MCHC (whole blood)
MCHC reflects the concentration of hemoglobin within red blood cells. Unlike MCH and MCV, MCHC changes only slightly in pregnancy.
| Units | Nonpregnant Adult | 1st Trimester | 2nd Trimester | 3rd Trimester |
|---|---|---|---|---|
| g/L | 310–370 | 325–353 | 324–352 | 319–355 |
Pregnancy physiology
- MCHC remains stable because hemoglobin concentration per RBC changes little.
- Mild hemodilution in pregnancy does not usually change MCHC.
- Used together with MCV and MCH to classify anemia type.
Causes of decreased MCHC (hypochromia)
- Iron deficiency anemia — most common worldwide
- Thalassemia trait (α or β)
- Sideroblastic anemia
- Anemia of chronic inflammation
- Chronic blood loss
Cited references:
• Kratz et al., N Engl J Med 2004;351:1548–63.
• Lockitch G — Diagnostic Biochemistry in Normal Pregnancy.
• Dunning & Fischbach — Manual of Laboratory and Diagnostic Tests.
Causes of increased MCHC
- Hereditary spherocytosis (classic cause)
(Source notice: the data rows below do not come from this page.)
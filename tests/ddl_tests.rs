//! DDL parsing tests: the CREATE/ALTER/DROP surface for every entity kind.

mod common;

use common::{parse_err, parse_ok};
use eql_compiler::ast::ddl::{DdlObject, DdlOp, DdlSubcommand, Language, ParamKind};
use eql_compiler::ast::stmt::Statement;
use eql_compiler::parse_block;

fn parse_ddl(source: &str) -> (DdlOp, DdlObject) {
    match parse_ok(source) {
        Statement::Ddl(cmd) => (cmd.op, cmd.object),
        other => panic!("expected DDL, got {other:?}"),
    }
}

#[test]
fn create_module_and_database() {
    let (op, obj) = parse_ddl("CREATE MODULE my.nested.mod");
    assert_eq!(op, DdlOp::Create);
    let DdlObject::Module { name, .. } = obj else {
        panic!("expected module");
    };
    assert_eq!(name.name.as_str(), "my.nested.mod");

    let (_, obj) = parse_ddl("CREATE DATABASE main");
    assert!(matches!(obj, DdlObject::Database { .. }));
}

#[test]
fn create_migration_with_target() {
    let (_, obj) = parse_ddl("CREATE MIGRATION init TO eschema $$ type X $$");
    let DdlObject::Migration { target, .. } = obj else {
        panic!("expected migration");
    };
    let target = target.expect("target present");
    assert_eq!(target.language, Language::Eschema);
    assert_eq!(target.code.trim(), "type X");
}

#[test]
fn migration_rejects_unknown_language() {
    let rendered = parse_err("CREATE MIGRATION init TO perl $$ x $$");
    assert!(rendered.contains("unknown migration language"), "{rendered}");
}

#[test]
fn create_scalar_type() {
    let (_, obj) = parse_ddl("CREATE ABSTRACT SCALAR TYPE length EXTENDING std::anyreal");
    let DdlObject::ScalarType {
        abstract_,
        extending,
        ..
    } = obj
    else {
        panic!("expected scalar type");
    };
    assert!(abstract_);
    assert_eq!(extending.len(), 1);
}

#[test]
fn create_object_type_with_pointers() {
    let (_, obj) = parse_ddl(
        "CREATE TYPE Widget EXTENDING Named { \
           CREATE REQUIRED LINK owner -> User; \
           CREATE LINK PROPERTY note -> std::str; \
           SET title := 'widget'; \
         }",
    );
    let DdlObject::ObjectType {
        extending,
        commands,
        ..
    } = obj
    else {
        panic!("expected object type");
    };
    assert_eq!(extending.len(), 1);
    assert_eq!(commands.len(), 3);

    let DdlSubcommand::Nested(link_cmd) = &commands[0] else {
        panic!("expected nested link command");
    };
    let DdlObject::Link {
        required, target, ..
    } = &link_cmd.object
    else {
        panic!("expected link");
    };
    assert!(required);
    assert!(target.is_some());

    assert!(matches!(
        &commands[1],
        DdlSubcommand::Nested(cmd) if matches!(cmd.object, DdlObject::LinkProperty { .. })
    ));
    assert!(matches!(&commands[2], DdlSubcommand::SetField { .. }));
}

#[test]
fn create_view_attribute_constraint_action_event() {
    let (_, obj) = parse_ddl("CREATE VIEW Tops := (SELECT User FILTER User.age > 90)");
    let DdlObject::View { expr, .. } = obj else {
        panic!("expected view");
    };
    assert!(expr.is_some());

    let (_, obj) = parse_ddl("CREATE ATTRIBUTE description std::str");
    assert!(matches!(obj, DdlObject::Attribute { ty: Some(_), .. }));

    let (_, obj) = parse_ddl("CREATE ABSTRACT CONSTRAINT maxlength EXTENDING std::constraint");
    assert!(matches!(obj, DdlObject::Constraint { .. }));

    let (_, obj) = parse_ddl("CREATE ACTION audit");
    assert!(matches!(obj, DdlObject::Action { .. }));

    let (_, obj) = parse_ddl("CREATE EVENT on_update EXTENDING base_event");
    assert!(matches!(obj, DdlObject::Event { .. }));
}

#[test]
fn create_function_with_params_and_body() {
    let (_, obj) = parse_ddl(
        "CREATE FUNCTION shorten(s: std::str, max: std::int64 = 80) -> std::str \
         FROM SQL $$ SELECT left(s, max) $$",
    );
    let DdlObject::Function {
        params,
        aggregate,
        body,
        ..
    } = obj
    else {
        panic!("expected function");
    };
    assert!(!aggregate);
    assert_eq!(params.len(), 2);
    assert_eq!(params[0].name.as_deref(), Some("s"));
    assert_eq!(params[0].kind, ParamKind::Positional);
    assert!(params[1].default.is_some());
    assert_eq!(body.expect("body").language, Language::Sql);
}

#[test]
fn create_aggregate_with_set_of_and_initial_value() {
    let (_, obj) = parse_ddl(
        "CREATE AGGREGATE total(SET OF std::int64) -> std::int64 \
         INITIAL VALUE 0 FROM SQL $$ sum $$",
    );
    let DdlObject::Function {
        params,
        aggregate,
        initial_value,
        ..
    } = obj
    else {
        panic!("expected aggregate");
    };
    assert!(aggregate);
    assert_eq!(params[0].kind, ParamKind::SetOf);
    assert!(initial_value.is_some());
}

#[test]
fn function_param_qualifiers() {
    let (_, obj) = parse_ddl(
        "CREATE FUNCTION f(OPTIONAL a: std::str, VARIADIC b: std::int64) -> std::bool \
         FROM EdgeQL $$ SELECT TRUE $$",
    );
    let DdlObject::Function { params, body, .. } = obj else {
        panic!("expected function");
    };
    assert_eq!(params[0].kind, ParamKind::Optional);
    assert!(!params[0].named_only);
    assert_eq!(params[1].kind, ParamKind::Variadic);
    assert_eq!(body.expect("body").language, Language::EdgeQL);
}

#[test]
fn named_only_parameters() {
    let (_, obj) = parse_ddl(
        "CREATE FUNCTION pad(text: std::str, NAMED ONLY fill: std::str = ' ') -> std::str \
         FROM SQL $$ rpad $$",
    );
    let DdlObject::Function { params, .. } = obj else {
        panic!("expected function");
    };
    assert!(!params[0].named_only);
    assert!(params[1].named_only);
    assert_eq!(params[1].name.as_deref(), Some("fill"));
    assert!(params[1].default.is_some());

    let rendered = parse_err(
        "CREATE FUNCTION f(NAMED x: std::str) -> std::str FROM SQL $$ y $$",
    );
    assert!(rendered.contains("expected ONLY after NAMED"), "{rendered}");
}

#[test]
fn function_rejects_unknown_language() {
    let rendered = parse_err(
        "CREATE FUNCTION f() -> std::bool FROM perl $$ true $$",
    );
    assert!(rendered.contains("unknown function language"), "{rendered}");
}

#[test]
fn alter_blocks() {
    let (op, obj) = parse_ddl(
        "ALTER TYPE User { \
           RENAME TO Person; \
           SET title := 'person'; \
           DROP LINK friends; \
           DROP old_field; \
         }",
    );
    assert_eq!(op, DdlOp::Alter);
    let DdlObject::ObjectType { commands, .. } = obj else {
        panic!("expected object type");
    };
    assert_eq!(commands.len(), 4);
    assert!(matches!(&commands[0], DdlSubcommand::RenameTo { .. }));
    assert!(matches!(&commands[1], DdlSubcommand::SetField { .. }));
    assert!(matches!(
        &commands[2],
        DdlSubcommand::Nested(cmd) if cmd.op == DdlOp::Drop
    ));
    assert!(matches!(&commands[3], DdlSubcommand::DropField { .. }));
}

#[test]
fn alter_requires_a_block() {
    let rendered = parse_err("ALTER TYPE User");
    assert!(rendered.contains("braced command block"), "{rendered}");
}

#[test]
fn drop_statements() {
    for source in [
        "DROP MODULE my.mod",
        "DROP TYPE User",
        "DROP LINK friends",
        "DROP LINK PROPERTY weight",
        "DROP VIEW Tops",
        "DROP EVENT on_update",
    ] {
        let result = eql_compiler::parse(source);
        assert!(
            result.ast.is_some(),
            "{source:?} failed:\n{}",
            common::format_reports(&result.diagnostics)
        );
    }
}

#[test]
fn ddl_block_with_queries() {
    let result = parse_block(
        "CREATE MODULE app; CREATE TYPE app::Thing; SELECT 1;",
    );
    let stmts = result.ast.expect("block parses");
    assert_eq!(stmts.len(), 3);
    assert!(matches!(stmts[0], Statement::Ddl(_)));
    assert!(matches!(stmts[2], Statement::Select(_)));
}

#[test]
fn with_block_before_ddl_is_rejected() {
    let rendered = parse_err("WITH MODULE app CREATE TYPE Thing");
    assert!(rendered.contains("not allowed"), "{rendered}");
}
- Autoimmune hemolytic anemia (RBC membrane changes)
- Cold agglutinin disease (lab artifact → falsely high)
- Severe burns
- Hyperlipidemia (artifact)
- Dehydration (mild apparent increase)
Cited references:
• Kratz et al., NEJM 2004 — Laboratory reference values.
• Gronowski AM — Laboratory Testing in Pregnancy.
• Laposata M — Clinical Hematology Fundamentals.
References
- Kratz A, Ferraro M, Sluss PM, Lewandrowski KB. Laboratory reference values. N Engl J Med. 2004;351:1548–63.
- Lockitch G. Handbook of Diagnostic Biochemistry and Hematology in Normal Pregnancy. CRC Press; 1993.
- Dunning MB, Fischbach FT. Manual of Laboratory and Diagnostic Tests. LWW; 2004.